To do. Report each line of the data below in which "BufRead" appears.
<<<<
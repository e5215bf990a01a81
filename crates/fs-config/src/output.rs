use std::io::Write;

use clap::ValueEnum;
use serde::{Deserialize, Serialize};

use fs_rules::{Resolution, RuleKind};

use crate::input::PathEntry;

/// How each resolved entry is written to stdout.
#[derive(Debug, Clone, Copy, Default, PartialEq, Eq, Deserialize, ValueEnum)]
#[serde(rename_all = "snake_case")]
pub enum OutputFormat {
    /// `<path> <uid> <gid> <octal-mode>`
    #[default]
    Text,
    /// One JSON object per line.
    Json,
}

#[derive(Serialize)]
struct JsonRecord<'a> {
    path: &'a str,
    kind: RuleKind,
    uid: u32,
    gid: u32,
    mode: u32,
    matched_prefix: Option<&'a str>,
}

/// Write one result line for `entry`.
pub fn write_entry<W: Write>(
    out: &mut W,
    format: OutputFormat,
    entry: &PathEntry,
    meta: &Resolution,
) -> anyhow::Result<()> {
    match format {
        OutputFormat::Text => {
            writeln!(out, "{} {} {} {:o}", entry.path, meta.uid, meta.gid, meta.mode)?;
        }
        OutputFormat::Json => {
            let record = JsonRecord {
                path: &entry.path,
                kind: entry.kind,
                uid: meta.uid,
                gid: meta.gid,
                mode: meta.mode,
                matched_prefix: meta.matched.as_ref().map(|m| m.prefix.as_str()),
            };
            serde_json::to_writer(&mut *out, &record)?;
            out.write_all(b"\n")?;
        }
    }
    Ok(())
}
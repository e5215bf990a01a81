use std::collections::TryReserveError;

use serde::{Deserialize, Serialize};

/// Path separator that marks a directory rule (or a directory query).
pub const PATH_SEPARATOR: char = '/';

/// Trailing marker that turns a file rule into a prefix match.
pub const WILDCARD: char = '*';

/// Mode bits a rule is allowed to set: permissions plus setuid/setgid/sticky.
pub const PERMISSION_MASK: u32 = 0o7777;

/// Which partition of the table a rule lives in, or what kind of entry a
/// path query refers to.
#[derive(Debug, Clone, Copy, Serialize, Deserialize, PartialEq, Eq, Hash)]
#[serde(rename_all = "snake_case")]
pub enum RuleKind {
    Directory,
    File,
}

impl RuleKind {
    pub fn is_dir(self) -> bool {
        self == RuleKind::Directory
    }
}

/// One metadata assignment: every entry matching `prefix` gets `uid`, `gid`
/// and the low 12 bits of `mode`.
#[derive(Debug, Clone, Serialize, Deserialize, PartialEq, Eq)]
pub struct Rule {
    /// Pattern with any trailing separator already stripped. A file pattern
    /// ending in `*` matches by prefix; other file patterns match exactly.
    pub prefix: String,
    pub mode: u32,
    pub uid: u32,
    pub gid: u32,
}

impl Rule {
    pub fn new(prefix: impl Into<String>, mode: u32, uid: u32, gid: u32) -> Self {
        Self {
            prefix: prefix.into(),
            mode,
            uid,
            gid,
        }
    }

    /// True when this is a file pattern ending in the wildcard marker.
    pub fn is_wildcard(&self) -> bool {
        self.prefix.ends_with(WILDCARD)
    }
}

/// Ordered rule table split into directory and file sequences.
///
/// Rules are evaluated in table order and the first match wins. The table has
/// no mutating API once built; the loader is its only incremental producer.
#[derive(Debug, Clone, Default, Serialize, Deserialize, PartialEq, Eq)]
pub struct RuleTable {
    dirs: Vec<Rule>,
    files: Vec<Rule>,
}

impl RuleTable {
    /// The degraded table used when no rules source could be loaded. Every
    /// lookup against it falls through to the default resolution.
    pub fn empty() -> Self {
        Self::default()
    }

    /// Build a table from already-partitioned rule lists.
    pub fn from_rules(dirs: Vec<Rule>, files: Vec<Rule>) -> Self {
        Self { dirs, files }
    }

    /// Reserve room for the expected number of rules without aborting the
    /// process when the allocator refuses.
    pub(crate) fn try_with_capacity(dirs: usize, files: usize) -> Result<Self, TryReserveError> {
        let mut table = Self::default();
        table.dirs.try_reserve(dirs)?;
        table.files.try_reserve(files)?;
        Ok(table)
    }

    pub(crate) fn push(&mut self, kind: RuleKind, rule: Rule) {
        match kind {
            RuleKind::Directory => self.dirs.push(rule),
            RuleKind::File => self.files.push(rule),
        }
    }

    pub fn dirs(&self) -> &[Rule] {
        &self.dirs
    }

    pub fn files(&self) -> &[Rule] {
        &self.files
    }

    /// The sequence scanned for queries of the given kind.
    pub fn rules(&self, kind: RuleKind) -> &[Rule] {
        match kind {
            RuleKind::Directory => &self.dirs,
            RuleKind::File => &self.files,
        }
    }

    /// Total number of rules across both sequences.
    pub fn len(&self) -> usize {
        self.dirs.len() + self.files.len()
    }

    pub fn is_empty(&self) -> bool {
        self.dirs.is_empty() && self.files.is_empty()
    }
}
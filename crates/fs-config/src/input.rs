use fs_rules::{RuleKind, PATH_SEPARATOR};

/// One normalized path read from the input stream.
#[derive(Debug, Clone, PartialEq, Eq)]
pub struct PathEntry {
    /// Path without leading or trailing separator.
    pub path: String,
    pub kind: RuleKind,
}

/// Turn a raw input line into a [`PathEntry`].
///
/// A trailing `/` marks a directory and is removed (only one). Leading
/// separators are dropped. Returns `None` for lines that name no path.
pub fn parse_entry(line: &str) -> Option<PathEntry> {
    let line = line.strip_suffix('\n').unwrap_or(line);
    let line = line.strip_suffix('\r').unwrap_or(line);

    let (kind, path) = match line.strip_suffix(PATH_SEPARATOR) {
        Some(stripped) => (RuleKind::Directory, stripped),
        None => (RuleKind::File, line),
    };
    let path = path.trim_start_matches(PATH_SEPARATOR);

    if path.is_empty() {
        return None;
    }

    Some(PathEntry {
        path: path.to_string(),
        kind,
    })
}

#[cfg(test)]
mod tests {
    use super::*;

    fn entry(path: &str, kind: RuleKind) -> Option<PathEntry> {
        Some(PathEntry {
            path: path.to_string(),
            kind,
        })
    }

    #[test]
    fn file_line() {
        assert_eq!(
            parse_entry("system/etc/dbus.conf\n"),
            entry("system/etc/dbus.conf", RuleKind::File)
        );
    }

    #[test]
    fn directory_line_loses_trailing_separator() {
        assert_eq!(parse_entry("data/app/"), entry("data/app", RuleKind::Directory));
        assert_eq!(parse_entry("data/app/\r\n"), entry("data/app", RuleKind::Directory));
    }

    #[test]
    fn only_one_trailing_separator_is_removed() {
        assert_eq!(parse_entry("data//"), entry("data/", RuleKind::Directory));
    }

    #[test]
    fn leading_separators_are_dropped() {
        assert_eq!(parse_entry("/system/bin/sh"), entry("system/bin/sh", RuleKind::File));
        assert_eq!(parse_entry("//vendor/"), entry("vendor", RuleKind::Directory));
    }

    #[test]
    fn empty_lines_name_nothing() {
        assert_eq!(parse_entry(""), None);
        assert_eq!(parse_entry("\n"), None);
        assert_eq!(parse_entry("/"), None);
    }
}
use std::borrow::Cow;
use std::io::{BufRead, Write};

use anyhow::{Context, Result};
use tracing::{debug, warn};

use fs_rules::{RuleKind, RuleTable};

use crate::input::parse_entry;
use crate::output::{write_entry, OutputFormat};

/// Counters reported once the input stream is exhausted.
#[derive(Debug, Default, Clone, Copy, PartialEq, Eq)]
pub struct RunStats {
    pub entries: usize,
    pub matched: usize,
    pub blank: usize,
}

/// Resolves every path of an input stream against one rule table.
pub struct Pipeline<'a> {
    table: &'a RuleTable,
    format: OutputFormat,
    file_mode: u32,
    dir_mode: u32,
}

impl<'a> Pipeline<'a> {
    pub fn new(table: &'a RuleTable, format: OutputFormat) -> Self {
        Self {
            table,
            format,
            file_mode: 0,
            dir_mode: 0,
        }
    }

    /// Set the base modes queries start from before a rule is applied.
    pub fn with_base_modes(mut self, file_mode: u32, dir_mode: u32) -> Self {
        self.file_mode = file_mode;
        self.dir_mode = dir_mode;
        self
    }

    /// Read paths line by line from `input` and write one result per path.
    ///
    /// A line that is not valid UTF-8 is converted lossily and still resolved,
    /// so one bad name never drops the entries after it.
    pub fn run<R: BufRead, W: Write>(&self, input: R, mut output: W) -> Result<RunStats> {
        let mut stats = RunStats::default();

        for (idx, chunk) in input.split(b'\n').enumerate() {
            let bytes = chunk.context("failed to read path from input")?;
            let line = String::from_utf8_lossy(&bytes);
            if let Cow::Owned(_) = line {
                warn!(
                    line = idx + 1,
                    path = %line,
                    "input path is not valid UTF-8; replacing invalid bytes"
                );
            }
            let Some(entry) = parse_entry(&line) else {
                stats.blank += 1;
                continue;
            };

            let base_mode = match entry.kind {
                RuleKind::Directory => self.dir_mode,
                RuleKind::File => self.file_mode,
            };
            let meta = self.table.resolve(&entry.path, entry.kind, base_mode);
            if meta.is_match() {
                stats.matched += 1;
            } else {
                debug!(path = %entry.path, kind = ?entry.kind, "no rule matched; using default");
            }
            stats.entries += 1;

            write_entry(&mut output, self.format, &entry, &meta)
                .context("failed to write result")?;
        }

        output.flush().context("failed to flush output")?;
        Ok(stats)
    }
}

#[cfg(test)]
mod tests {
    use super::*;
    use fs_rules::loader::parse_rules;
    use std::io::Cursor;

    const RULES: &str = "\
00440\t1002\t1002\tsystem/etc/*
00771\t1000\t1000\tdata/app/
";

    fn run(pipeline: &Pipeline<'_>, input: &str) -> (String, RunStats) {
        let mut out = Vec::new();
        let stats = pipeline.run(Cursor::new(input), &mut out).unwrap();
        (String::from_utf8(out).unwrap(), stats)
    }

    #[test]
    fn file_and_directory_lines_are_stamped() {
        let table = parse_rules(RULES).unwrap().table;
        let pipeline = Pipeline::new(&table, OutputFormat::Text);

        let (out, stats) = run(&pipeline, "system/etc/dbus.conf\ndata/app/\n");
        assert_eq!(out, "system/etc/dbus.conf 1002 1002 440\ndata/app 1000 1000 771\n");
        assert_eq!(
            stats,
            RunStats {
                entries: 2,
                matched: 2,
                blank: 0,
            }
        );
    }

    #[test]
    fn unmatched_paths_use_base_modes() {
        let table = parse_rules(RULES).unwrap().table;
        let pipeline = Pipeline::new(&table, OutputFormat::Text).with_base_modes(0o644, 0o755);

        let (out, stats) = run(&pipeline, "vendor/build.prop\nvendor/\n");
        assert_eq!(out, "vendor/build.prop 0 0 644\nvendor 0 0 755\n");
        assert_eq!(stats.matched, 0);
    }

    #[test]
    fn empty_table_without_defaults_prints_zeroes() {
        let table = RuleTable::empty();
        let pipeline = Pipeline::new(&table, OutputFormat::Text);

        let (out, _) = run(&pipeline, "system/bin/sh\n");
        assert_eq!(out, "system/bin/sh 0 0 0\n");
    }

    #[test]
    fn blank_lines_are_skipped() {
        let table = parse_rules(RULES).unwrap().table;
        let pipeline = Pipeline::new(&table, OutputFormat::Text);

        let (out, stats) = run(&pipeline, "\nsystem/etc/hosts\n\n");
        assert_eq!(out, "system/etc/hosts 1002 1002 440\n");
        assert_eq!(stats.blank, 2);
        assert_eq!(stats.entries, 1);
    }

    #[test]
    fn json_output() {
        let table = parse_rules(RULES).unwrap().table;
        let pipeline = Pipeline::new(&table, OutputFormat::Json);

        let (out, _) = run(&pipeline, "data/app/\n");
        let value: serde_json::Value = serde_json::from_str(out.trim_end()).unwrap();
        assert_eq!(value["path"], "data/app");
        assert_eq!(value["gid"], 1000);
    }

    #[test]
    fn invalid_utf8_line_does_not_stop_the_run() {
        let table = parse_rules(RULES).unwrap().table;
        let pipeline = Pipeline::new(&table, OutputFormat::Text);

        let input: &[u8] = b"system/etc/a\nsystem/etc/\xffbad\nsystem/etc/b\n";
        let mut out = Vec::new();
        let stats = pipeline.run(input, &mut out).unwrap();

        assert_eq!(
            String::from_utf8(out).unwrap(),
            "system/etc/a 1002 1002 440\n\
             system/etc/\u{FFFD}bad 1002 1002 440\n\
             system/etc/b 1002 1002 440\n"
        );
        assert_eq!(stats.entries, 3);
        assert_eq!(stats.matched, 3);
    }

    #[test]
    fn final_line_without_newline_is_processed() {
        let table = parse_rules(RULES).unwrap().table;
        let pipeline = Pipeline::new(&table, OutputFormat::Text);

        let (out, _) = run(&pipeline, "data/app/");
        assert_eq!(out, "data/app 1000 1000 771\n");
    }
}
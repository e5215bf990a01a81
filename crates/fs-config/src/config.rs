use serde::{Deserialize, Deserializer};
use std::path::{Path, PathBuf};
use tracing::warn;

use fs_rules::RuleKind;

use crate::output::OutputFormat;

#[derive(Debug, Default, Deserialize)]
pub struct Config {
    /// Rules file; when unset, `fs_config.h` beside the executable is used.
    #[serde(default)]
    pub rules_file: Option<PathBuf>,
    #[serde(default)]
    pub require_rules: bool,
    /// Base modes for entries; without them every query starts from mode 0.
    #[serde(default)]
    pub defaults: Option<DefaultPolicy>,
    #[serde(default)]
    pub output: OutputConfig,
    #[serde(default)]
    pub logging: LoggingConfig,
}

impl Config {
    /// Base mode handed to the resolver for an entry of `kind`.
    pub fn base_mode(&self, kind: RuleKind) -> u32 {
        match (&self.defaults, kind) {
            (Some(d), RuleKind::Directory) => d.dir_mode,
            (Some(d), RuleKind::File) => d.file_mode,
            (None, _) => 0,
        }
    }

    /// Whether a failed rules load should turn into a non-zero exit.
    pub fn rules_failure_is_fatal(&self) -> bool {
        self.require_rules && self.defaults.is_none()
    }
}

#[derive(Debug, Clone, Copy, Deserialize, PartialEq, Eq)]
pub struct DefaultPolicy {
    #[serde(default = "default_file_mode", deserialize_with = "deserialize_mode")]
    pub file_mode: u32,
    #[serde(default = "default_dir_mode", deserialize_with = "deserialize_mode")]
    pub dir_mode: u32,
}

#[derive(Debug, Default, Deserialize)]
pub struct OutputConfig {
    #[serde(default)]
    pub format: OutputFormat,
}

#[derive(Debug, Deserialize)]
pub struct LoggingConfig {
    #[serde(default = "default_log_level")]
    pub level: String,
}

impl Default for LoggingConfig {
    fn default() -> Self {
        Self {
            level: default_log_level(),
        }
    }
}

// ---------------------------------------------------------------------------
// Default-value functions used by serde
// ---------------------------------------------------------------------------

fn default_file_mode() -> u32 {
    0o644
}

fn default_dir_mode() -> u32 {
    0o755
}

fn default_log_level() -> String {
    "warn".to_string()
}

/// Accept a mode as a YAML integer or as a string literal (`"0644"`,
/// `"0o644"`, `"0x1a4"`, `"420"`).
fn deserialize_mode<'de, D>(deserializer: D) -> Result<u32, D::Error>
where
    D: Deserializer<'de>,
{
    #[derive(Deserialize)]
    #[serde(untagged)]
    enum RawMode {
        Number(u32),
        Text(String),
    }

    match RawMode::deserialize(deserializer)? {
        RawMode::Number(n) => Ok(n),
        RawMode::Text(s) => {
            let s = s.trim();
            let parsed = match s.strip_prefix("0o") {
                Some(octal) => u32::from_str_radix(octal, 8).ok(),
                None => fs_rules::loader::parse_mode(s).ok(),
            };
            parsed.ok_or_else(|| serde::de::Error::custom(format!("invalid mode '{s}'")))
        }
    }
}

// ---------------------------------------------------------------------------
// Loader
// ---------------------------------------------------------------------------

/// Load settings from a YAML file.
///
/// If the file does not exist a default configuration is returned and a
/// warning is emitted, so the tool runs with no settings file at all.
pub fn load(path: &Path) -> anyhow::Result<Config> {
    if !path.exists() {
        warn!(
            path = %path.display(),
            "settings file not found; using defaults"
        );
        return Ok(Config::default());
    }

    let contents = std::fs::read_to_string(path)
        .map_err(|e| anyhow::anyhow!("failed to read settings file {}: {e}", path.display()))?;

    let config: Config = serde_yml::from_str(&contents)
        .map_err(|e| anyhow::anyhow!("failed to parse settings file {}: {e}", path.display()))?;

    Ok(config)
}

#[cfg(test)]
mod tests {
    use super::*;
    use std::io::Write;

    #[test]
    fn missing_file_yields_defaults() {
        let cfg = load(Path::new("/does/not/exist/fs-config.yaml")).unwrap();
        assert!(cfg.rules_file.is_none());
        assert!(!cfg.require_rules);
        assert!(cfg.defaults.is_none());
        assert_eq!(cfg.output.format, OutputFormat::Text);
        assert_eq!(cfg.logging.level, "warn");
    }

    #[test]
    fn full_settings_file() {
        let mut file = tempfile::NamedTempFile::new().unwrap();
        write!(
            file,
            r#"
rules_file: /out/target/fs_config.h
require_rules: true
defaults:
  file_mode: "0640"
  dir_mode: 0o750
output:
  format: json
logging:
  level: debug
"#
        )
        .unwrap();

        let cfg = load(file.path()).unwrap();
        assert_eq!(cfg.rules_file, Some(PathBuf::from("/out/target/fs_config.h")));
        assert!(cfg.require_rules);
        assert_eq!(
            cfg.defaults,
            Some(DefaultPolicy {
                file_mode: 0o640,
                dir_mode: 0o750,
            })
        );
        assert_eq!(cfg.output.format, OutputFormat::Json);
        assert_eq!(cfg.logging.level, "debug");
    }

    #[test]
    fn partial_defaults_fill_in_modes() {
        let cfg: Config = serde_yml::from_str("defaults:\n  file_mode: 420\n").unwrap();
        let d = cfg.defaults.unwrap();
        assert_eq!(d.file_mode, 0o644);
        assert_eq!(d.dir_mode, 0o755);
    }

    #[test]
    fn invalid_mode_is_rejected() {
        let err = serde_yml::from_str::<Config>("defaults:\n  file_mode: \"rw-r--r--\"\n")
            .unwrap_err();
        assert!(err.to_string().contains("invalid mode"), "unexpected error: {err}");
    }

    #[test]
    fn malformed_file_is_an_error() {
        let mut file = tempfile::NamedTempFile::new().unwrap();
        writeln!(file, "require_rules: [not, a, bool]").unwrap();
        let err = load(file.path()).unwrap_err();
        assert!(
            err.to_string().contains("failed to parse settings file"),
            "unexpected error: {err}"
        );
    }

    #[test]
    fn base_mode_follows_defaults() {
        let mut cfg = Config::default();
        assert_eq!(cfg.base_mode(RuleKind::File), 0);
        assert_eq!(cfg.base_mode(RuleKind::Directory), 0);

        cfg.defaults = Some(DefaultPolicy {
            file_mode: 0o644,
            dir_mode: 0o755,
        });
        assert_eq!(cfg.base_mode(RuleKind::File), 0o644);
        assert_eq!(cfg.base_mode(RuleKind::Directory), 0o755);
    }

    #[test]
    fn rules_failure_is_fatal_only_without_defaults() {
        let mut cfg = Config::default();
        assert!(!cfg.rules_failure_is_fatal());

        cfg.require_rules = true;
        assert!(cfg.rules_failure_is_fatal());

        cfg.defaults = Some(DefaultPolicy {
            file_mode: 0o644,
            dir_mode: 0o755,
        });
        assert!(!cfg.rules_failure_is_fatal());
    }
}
>>>>
Result for this exercise.
use std::io::{BufRead, Write};
    pub fn run<R: BufRead, W: Write>(&self, input: R, mut output: W) -> Result<RunStats> {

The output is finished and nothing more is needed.